# Toy motor circut



## hedg12 (Jul 6, 2008)

OK, so I found this owl at my local Lowes. Judging by the construction of the owl, the motor that winds a string to open the beak, and the telltale "black blob" on the control circuit, I'd say it's made by Gemmy. The head turns left and right, the eyes light up, and he makes owl noises and sings (a crummy rendition of) "who can it be now?" I built a "toy motor circuit" to control the eyes and beak. I used an amplifier out of an old computer speaker connected to the original Gemmy speaker in the owl. (He's going to be part of a display at work, so he needs to be fairly stand - alone.) The setup works OK, but I'd like to have the beak open more. I have the speaker connected to the right channel, and the toy motor circuit connected to the left, so I can send different info to each. My plan right now is to send the audio to the speaker, and use Audacity to generate low frequency tones to the left channel.
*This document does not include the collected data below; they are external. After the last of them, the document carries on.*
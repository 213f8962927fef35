// ==========================================
// Procurement Engine - users, roles, suppliers
// ==========================================

use serde::{Deserialize, Serialize};

/// Role, e.g. Admin / Supplier / Nutritionist / Warehouse / Accountant.
#[derive(Debug, Clone, PartialEq, Serialize, Deserialize)]
pub struct Role {
    pub id: i64,
    pub name: String,
    pub permissions: serde_json::Value, // free-form permission flags
}

#[derive(Debug, Clone, PartialEq, Serialize, Deserialize)]
pub struct User {
    pub id: i64,
    pub username: String,
    pub password_hash: String, // argon2 PHC string
    pub role_id: Option<i64>,
}

#[derive(Debug, Clone, PartialEq, Serialize, Deserialize)]
pub struct Supplier {
    pub id: i64,
    pub legal_name: String,
    pub tax_id: String, // RFC, unique
    pub contact_email: Option<String>,
}
// ==========================================
// Legal reports, authentication and configuration
// ==========================================


#[cfg(test)]
mod legal_auth_test {
    use procurement_engine::api::{ApiError, NonCompliancePayload};
    use procurement_engine::app::{seed_demo_data, AppState, DEMO_PASSWORD};
    use procurement_engine::config::{config_keys, ProcurementConfigReader};

    use crate::test_helpers::{create_test_db, setup_env};

    fn report(contract_id: i64, report_type: &str, state: &str) -> NonCompliancePayload {
        NonCompliancePayload {
            contract_id,
            report_type: report_type.to_string(),
            state: state.to_string(),
            description: Some("entrega incompleta".to_string()),
        }
    }

    #[test]
    fn test_non_compliance_reports() {
        let env = setup_env();
        let legal = &env.state.legal_api;

        let open = legal
            .register_non_compliance(&report(env.contract_id, "delay", "pending"))
            .unwrap();
        assert_eq!(open.report_type, "DELAY");
        assert_eq!(open.state, "PENDING");
        legal
            .register_non_compliance(&report(env.contract_id, "QUALITY", "RESOLVED"))
            .unwrap();

        let listed = legal.list_open_non_compliance().unwrap();
        assert_eq!(listed.len(), 1);
        assert_eq!(listed[0].id, open.id);

        let closed = legal.resolve_non_compliance(open.id).unwrap();
        assert!(!closed.is_open());
        assert!(legal.list_open_non_compliance().unwrap().is_empty());

        let err = legal
            .register_non_compliance(&report(9999, "DELAY", "PENDING"))
            .unwrap_err();
        assert!(matches!(err, ApiError::NotFound(_)));

        let err = legal
            .register_non_compliance(&report(env.contract_id, " ", "PENDING"))
            .unwrap_err();
        assert!(matches!(err, ApiError::InvalidInput(_)));
    }

    #[test]
    fn test_penalty_rate_from_stored_config() {
        let env = setup_env();
        env.state
            .config
            .set(config_keys::PENALTY_DAILY_RATE, "200")
            .unwrap();
        assert_eq!(env.state.config.penalty_daily_rate().unwrap(), 200.0);

        env.state
            .config
            .set(config_keys::PENALTY_DAILY_RATE, "-3")
            .unwrap();
        assert_eq!(env.state.config.penalty_daily_rate().unwrap(), 150.0);
    }

    #[test]
    fn test_authentication_with_seeded_users() {
        let (_file, db_path) = create_test_db().unwrap();
        let state = AppState::new(db_path).unwrap();
        seed_demo_data(&state).unwrap();

        let user = state
            .auth_api
            .authenticate("nutri", DEMO_PASSWORD)
            .unwrap()
            .unwrap();
        assert_eq!(user.username, "nutri");
        assert_eq!(user.role.as_deref(), Some("Nutricionista"));

        assert!(state.auth_api.authenticate("nutri", "nope").unwrap().is_none());
        assert!(state.auth_api.authenticate("ghost", DEMO_PASSWORD).unwrap().is_none());
        assert!(state.auth_api.authenticate("  ", DEMO_PASSWORD).unwrap().is_none());

        let items = state.nutrition_api.list_available_items().unwrap();
        assert_eq!(items.len(), 4);
    }
}
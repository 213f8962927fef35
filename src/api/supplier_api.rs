// ==========================================
// Procurement Engine - supplier portal API
// ==========================================
// A supplier only ever sees orders of its own contracts.
// ==========================================

use std::sync::Arc;

use chrono::{NaiveDate, NaiveDateTime};
use serde::{Deserialize, Serialize};

use crate::api::error::{ApiError, ApiResult};
use crate::domain::OrderState;
use crate::engine::OrderLifecycleEngine;
use crate::perf::PerfGuard;
use crate::repository::{Criteria, UnitOfWorkFactory};

#[derive(Debug, Clone, PartialEq, Serialize, Deserialize)]
pub struct SupplierOrderView {
    pub order_id: i64,
    pub bid_code: String,
    pub scheduled_delivery: NaiveDate,
    pub state: OrderState,
}

#[derive(Debug, Clone, PartialEq, Serialize, Deserialize)]
pub struct DeliveryStatus {
    pub folio: String,
    pub received_at: NaiveDateTime,
    pub order_state: OrderState,
}

pub struct SupplierApi {
    uow_factory: Arc<UnitOfWorkFactory>,
    lifecycle: OrderLifecycleEngine,
}

impl SupplierApi {
    pub fn new(uow_factory: Arc<UnitOfWorkFactory>) -> Self {
        Self {
            uow_factory,
            lifecycle: OrderLifecycleEngine::new(),
        }
    }

    /// APPROVED or INVOICE_LOADED orders still to be delivered by `supplier_id`.
    pub fn pending_orders(&self, supplier_id: i64) -> ApiResult<Vec<SupplierOrderView>> {
        let _perf = PerfGuard::new("supplier_api.pending_orders");
        self.uow_factory.read(|uow| {
            uow.suppliers().require(supplier_id)?;

            let contracts = uow
                .contracts()
                .find_by(&Criteria::new().eq("supplier_id", supplier_id))?;

            let mut views = Vec::new();
            for contract in contracts {
                let orders = uow
                    .purchase_orders()
                    .find_by(&Criteria::new().eq("contract_id", contract.id))?;
                views.extend(
                    orders
                        .into_iter()
                        .filter(|o| o.state.awaiting_delivery())
                        .map(|o| SupplierOrderView {
                            order_id: o.id,
                            bid_code: contract.bid_code.clone(),
                            scheduled_delivery: o.scheduled_delivery,
                            state: o.state,
                        }),
                );
            }
            views.sort_by_key(|v| (v.scheduled_delivery, v.order_id));
            Ok(views)
        })
    }

    pub fn load_invoice(&self, order_id: i64, supplier_id: i64, xml: &str) -> ApiResult<OrderState> {
        let _perf = PerfGuard::new("supplier_api.load_invoice");
        self.uow_factory.run(|uow| {
            Ok(self
                .lifecycle
                .load_invoice(uow, order_id, supplier_id, xml)?
                .state)
        })
    }

    /// Delivery status by folio; other suppliers' folios are refused.
    pub fn delivery_status(&self, folio: &str, supplier_id: i64) -> ApiResult<DeliveryStatus> {
        let _perf = PerfGuard::new("supplier_api.delivery_status");
        self.uow_factory.read(|uow| {
            let receipt = uow
                .warehouse_receipts()
                .find_by_folio(folio)?
                .ok_or_else(|| ApiError::NotFound(format!("WarehouseReceipt(folio={})", folio)))?;
            let order = uow.purchase_orders().require(receipt.purchase_order_id)?;
            let contract = uow.contracts().require(order.contract_id)?;

            if contract.supplier_id != supplier_id {
                tracing::warn!(folio, supplier_id, "folio lookup by foreign supplier refused");
                return Err(ApiError::PermissionDenied(format!(
                    "supplier {} cannot query folio {}",
                    supplier_id, folio
                )));
            }

            Ok(DeliveryStatus {
                folio: receipt.folio,
                received_at: receipt.received_at,
                order_state: order.state,
            })
        })
    }
}
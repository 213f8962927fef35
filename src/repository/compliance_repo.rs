// ==========================================
// Procurement Engine - non_compliance_report table
// ==========================================

use rusqlite::types::Value;
use rusqlite::Row;

use crate::domain::compliance::NonComplianceReport;
use crate::repository::error::RepositoryResult;
use crate::repository::mapping::{opt_text, TableMapping};
use crate::repository::sql_repository::SqlRepository;

pub type NonComplianceRepository<'c> = SqlRepository<'c, NonComplianceReport>;

impl TableMapping for NonComplianceReport {
    const ENTITY: &'static str = "NonComplianceReport";
    const TABLE: &'static str = "non_compliance_report";
    const COLUMNS: &'static [&'static str] = &["contract_id", "report_type", "state", "description"];

    fn id(&self) -> i64 {
        self.id
    }

    fn set_id(&mut self, id: i64) {
        self.id = id;
    }

    fn to_values(&self) -> RepositoryResult<Vec<Value>> {
        Ok(vec![
            Value::Integer(self.contract_id),
            Value::Text(self.report_type.clone()),
            Value::Text(self.state.clone()),
            opt_text(&self.description),
        ])
    }

    fn from_row(row: &Row<'_>) -> rusqlite::Result<Self> {
        Ok(NonComplianceReport {
            id: row.get(0)?,
            contract_id: row.get(1)?,
            report_type: row.get(2)?,
            state: row.get(3)?,
            description: row.get(4)?,
        })
    }
}
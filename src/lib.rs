// ==========================================
// Procurement Engine - core library
// ==========================================
// Contract-capped procurement lifecycle for institutional food supply:
// contracts -> monthly programming -> consolidated requirement -> dispatch,
// purchase order -> invoice -> receipt -> verification -> accounting.
// Stack: Rust + SQLite (rusqlite), one transaction per unit of work
// ==========================================

// Entities and state types
pub mod domain;

// Persistence gateway (unit of work + repositories)
pub mod repository;

// Business rules
pub mod engine;

// Catalog import (CSV / Excel)
pub mod importer;

// Settings stored in config_kv
pub mod config;

// Connection setup and schema
pub mod db;

pub mod logging;

// SQL and operation timing
pub mod perf;

// Actor-facing services
pub mod api;

// Service wiring and demo data
pub mod app;

// ==========================================
// Re-exports
// ==========================================

pub use domain::{
    AccountingEntry, ConsolidatedRequirement, Contract, ContractItem, MonthlyProgramming,
    OrderState, PurchaseOrder, RequirementState, Supplier, WarehouseReceipt,
};

pub use engine::{
    DispatchEngine, EngineError, OrderLifecycleEngine, PenaltyCalculator, ProgrammingEngine,
};

pub use api::{
    ApiError, ApiResult, AuthApi, ContractApi, FinanceApi, LegalApi, NutritionApi, SupplierApi,
    WarehouseApi,
};

pub use app::{get_default_db_path, AppState};

// ==========================================
// Constants
// ==========================================

pub const VERSION: &str = env!("CARGO_PKG_VERSION");

pub const APP_NAME: &str = "Procurement Engine";

#[cfg(test)]
mod tests {
    use super::*;

    #[test]
    fn test_version() {
        assert!(!VERSION.is_empty());
    }
}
The beak does move 1/8 - 1/4 inch, but you can't see it very well in the video. Has anyone had any experience with this type of setup? Any pointers? Thanks.


----------



## Otaku (Dec 3, 2004)

I use a "beep" track for driving servos in talking skulls, but I'm also using Scary Terry boards. The volume (amplitude) of the beeps plays a big role in how well the board operates the servo. You could try adjusting the volume of the beep track to see if that gives you more beak travel, but you may be limited by the design of the beak mechanism itself. See if there's a way to increase the physical travel of the beak such as adjusting where the beak hits a hard stop.


----------



## hedg12 (Jul 6, 2008)

There is quite a bit of physical resistance to movement of the beak caused by the rubber "skin" of the owl. I'll see if there's anything I can do to free it up. Have you noticed any difference in movement related to the frequency of the beep you're using? Not sure how it would translate to the Scary Terry board, but I've noticed that the beak movement is more pronounced when I use a lower frequency voice - a low male voice as opposed to female. I'll play around with it when I get a chance.
I'm actually pretty happy with the response of the movement in relation to the voice tracks I've tried. The amount of movement is no big deal, but more would be nice. Thanks for the reply.


----------



## Dr Morbius (Sep 21, 2004)

I have used that same toy motor circuit with some success, provided the amplified sound is from a good amp. I notice it likes the lower male frequencies best. I would use a low frequency tone, it will really help.


----------



## Otaku (Dec 3, 2004)

I use a 500 MHz beep track. It's the default in GoldWave and works well with the S-T boards. I haven't tried any other frequencies.


----------